▶ [Work request]:
Count how many lines in the material below hold the word "derive"; the reply is that number alone.

▶ [Data supplied]:

// Copyright 2025-Present Datadog, Inc. https://www.datadoghq.com/
// SPDX-License-Identifier: Apache-2.0

//! Logging of the sampler.
//!
//! Every sampler owns an `Arc<dyn Logger>` given at construction, and logs through the
//! `xray_*!` macros which take that logger as first argument.
//!
//! ```
//! use std::sync::Arc;
//! use xray_sampling::log::{ConsoleLogger, LevelFilter, Logger};
//!
//! let logger: Arc<dyn Logger> = Arc::new(ConsoleLogger::new(LevelFilter::Warn));
//! xray_sampling::xray_warn!(logger, "collector unreachable: {}", "connection refused");
//! ```

use std::{
    fmt::{self, Display},
    str::FromStr,
    sync::atomic::{AtomicUsize, Ordering},
};

#[repr(usize)]
#[derive(Debug, Default, Clone, Copy, PartialEq, Eq, PartialOrd)]
#[non_exhaustive]
/// The level at which the library will log
pub enum LevelFilter {
    Off,
    #[default]
    Error,
    Warn,
    Info,
    Debug,
}

impl LevelFilter {
    fn from_usize(value: usize) -> Self {
        match value {
            0 => LevelFilter::Off,
            1 => LevelFilter::Error,
            2 => LevelFilter::Warn,
            3 => LevelFilter::Info,
            _ => LevelFilter::Debug,
        }
    }
}

impl FromStr for LevelFilter {
    type Err = &'static str;

    fn from_str(s: &str) -> Result<Self, Self::Err> {
        if s.eq_ignore_ascii_case("debug") {
            Ok(LevelFilter::Debug)
        } else if s.eq_ignore_ascii_case("info") {
            Ok(LevelFilter::Info)
        } else if s.eq_ignore_ascii_case("warn") {
            Ok(LevelFilter::Warn)
        } else if s.eq_ignore_ascii_case("error") {
            Ok(LevelFilter::Error)
        } else if s.eq_ignore_ascii_case("off") {
            Ok(LevelFilter::Off)
        } else {
            Err("log level filter should be one of DEBUG, INFO, WARN, ERROR, OFF")
        }
    }
}

impl Display for LevelFilter {
    fn fmt(&self, f: &mut fmt::Formatter<'_>) -> fmt::Result {
        let filter = match self {
            LevelFilter::Debug => "DEBUG",
            LevelFilter::Info => "INFO",
            LevelFilter::Warn => "WARN",
            LevelFilter::Error => "ERROR",
            LevelFilter::Off => "OFF",
        };

        write!(f, "{filter}")
    }
}

#[repr(usize)]
#[derive(Copy, Clone, Debug, Hash, PartialEq, Eq)]
pub enum Level {
    Error = 1, // this value must match with LevelFilter::Error
    Warn,
    Info,
    Debug,
}

impl fmt::Display for Level {
    fn fmt(&self, f: &mut fmt::Formatter<'_>) -> fmt::Result {
        let level = match self {
            Level::Debug => "DEBUG",
            Level::Info => "INFO",
            Level::Warn => "WARN",
            Level::Error => "ERROR",
        };

        write!(f, "{level}")
    }
}

impl PartialEq<LevelFilter> for Level {
    #[inline]
    fn eq(&self, other: &LevelFilter) -> bool {
        (*self as usize) == (*other as usize)
    }
}

impl PartialOrd<LevelFilter> for Level {
    #[inline]
    fn partial_cmp(&self, other: &LevelFilter) -> Option<std::cmp::Ordering> {
        Some((*self as usize).cmp(&(*other as usize)))
    }
}

/// Destination of the sampler's logs
pub trait Logger: Send + Sync {
    fn enabled(&self, level: Level) -> bool;

    fn log(&self, level: Level, args: fmt::Arguments<'_>, file: &str, line: u32);
}

/// Writes logs to stdout, errors to stderr
#[derive(Debug)]
pub struct ConsoleLogger {
    max_level: AtomicUsize,
}

impl Default for ConsoleLogger {
    fn default() -> Self {
        Self::new(LevelFilter::default())
    }
}

impl ConsoleLogger {
    pub fn new(max_level: LevelFilter) -> Self {
        ConsoleLogger {
            max_level: AtomicUsize::new(max_level as usize),
        }
    }

    pub fn set_max_level(&self, level: LevelFilter) {
        self.max_level.store(level as usize, Ordering::Relaxed)
    }

    pub fn max_level(&self) -> LevelFilter {
        LevelFilter::from_usize(self.max_level.load(Ordering::Relaxed))
    }
}

impl Logger for ConsoleLogger {
    fn enabled(&self, level: Level) -> bool {
        level <= self.max_level()
    }

    fn log(&self, level: Level, args: fmt::Arguments<'_>, file: &str, line: u32) {
        if level == LevelFilter::Error {
            eprintln!("\x1b[91m{level}\x1b[0m {file}:{line} - {args}");
        } else {
            println!("\x1b[93m{level}\x1b[0m {file}:{line} - {args}");
        }
    }
}

/// Discards everything
#[derive(Debug, Default, Clone, Copy)]
pub struct NoopLogger;

impl Logger for NoopLogger {
    fn enabled(&self, _level: Level) -> bool {
        false
    }

    fn log(&self, _level: Level, _args: fmt::Arguments<'_>, _file: &str, _line: u32) {}
}

#[cfg(any(test, feature = "test-utils"))]
pub mod test_logger {
    //! Captures logs for assertions
    //!
    //! ```ignore
    //! let logger = Arc::new(TestLogger::default());
    //! xray_sampling::xray_debug!(logger, "my log");
    //! assert_eq!(logger.take_logs(), vec![(Level::Debug, "my log".to_string())]);
    //! ```
    use std::sync::Mutex;

    use super::{Level, Logger};

    #[derive(Debug, Default)]
    pub struct TestLogger(Mutex<Vec<(Level, String)>>);

    impl TestLogger {
        pub fn take_logs(&self) -> Vec<(Level, String)> {
            std::mem::take(&mut *self.0.lock().unwrap())
        }

        /// Messages logged at `level`, without consuming them
        pub fn messages(&self, level: Level) -> Vec<String> {
            self.0
                .lock()
                .unwrap()
                .iter()
                .filter(|(l, _)| *l == level)
                .map(|(_, m)| m.clone())
                .collect()
        }
    }

    impl Logger for TestLogger {
        fn enabled(&self, _level: Level) -> bool {
            true
        }

        fn log(&self, level: Level, args: std::fmt::Arguments<'_>, _file: &str, _line: u32) {
            self.0.lock().unwrap().push((level, args.to_string()))
        }
    }
}

#[macro_export]
macro_rules! xray_debug {
    // debug!(logger, "a {} event", "log")
    ($logger:expr, $($arg:tt)+) => {
      $crate::xray_log!($logger, $crate::log::Level::Debug, $($arg)+)
    };
}

#[macro_export]
macro_rules! xray_info {
  // info!(logger, "a {} event", "log")
  ($logger:expr, $($arg:tt)+) => {
    $crate::xray_log!($logger, $crate::log::Level::Info, $($arg)+)
  };
}

#[macro_export]
macro_rules! xray_warn {
  // warn!(logger, "a {} event", "log")
  ($logger:expr, $($arg:tt)+) => {
    $crate::xray_log!($logger, $crate::log::Level::Warn, $($arg)+)
  };
}

#[macro_export]
macro_rules! xray_error {
  // error!(logger, "a {} event", "log")
  ($logger:expr, $($arg:tt)+) => {
    $crate::xray_log!($logger, $crate::log::Level::Error, $($arg)+)
  };
}

#[macro_export]
macro_rules! xray_log {
    ($logger:expr, $lvl:expr, $($arg:tt)+) => {{
      use $crate::log::Logger as _;
      let logger = &$logger;
      let lvl = $lvl;
      if logger.enabled(lvl) {
        let loc = std::panic::Location::caller();
        logger.log(lvl, format_args!($($arg)+), loc.file(), loc.line());
      }
    }};
}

▶ [Answer below]:
5